* What you should do
Reproduce the listing below precisely, leaving every line intact.

··· Data section ···

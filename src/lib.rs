pub mod config;
pub mod dedup;
pub mod error;
pub mod observability;
pub mod storage;

pub use config::Settings;
pub use dedup::{Deduper, Entity, HashMode, HashStrategy, StoredKey};
pub use error::{BoxError, DedupError, ErrorKind, Result, StorageError};
pub use storage::{DedupStorage, MemoryStorage, RedisStorage};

···

* Solved exercise
filename src/lib.rs
pub mod config;
pub mod dedup;
pub mod error;
pub mod observability;
pub mod storage;

pub use config::Settings;
pub use dedup::{Deduper, Entity, HashMode, HashStrategy, StoredKey};
pub use error::{BoxError, DedupError, ErrorKind, Result, StorageError};
pub use storage::{DedupStorage, MemoryStorage, RedisStorage};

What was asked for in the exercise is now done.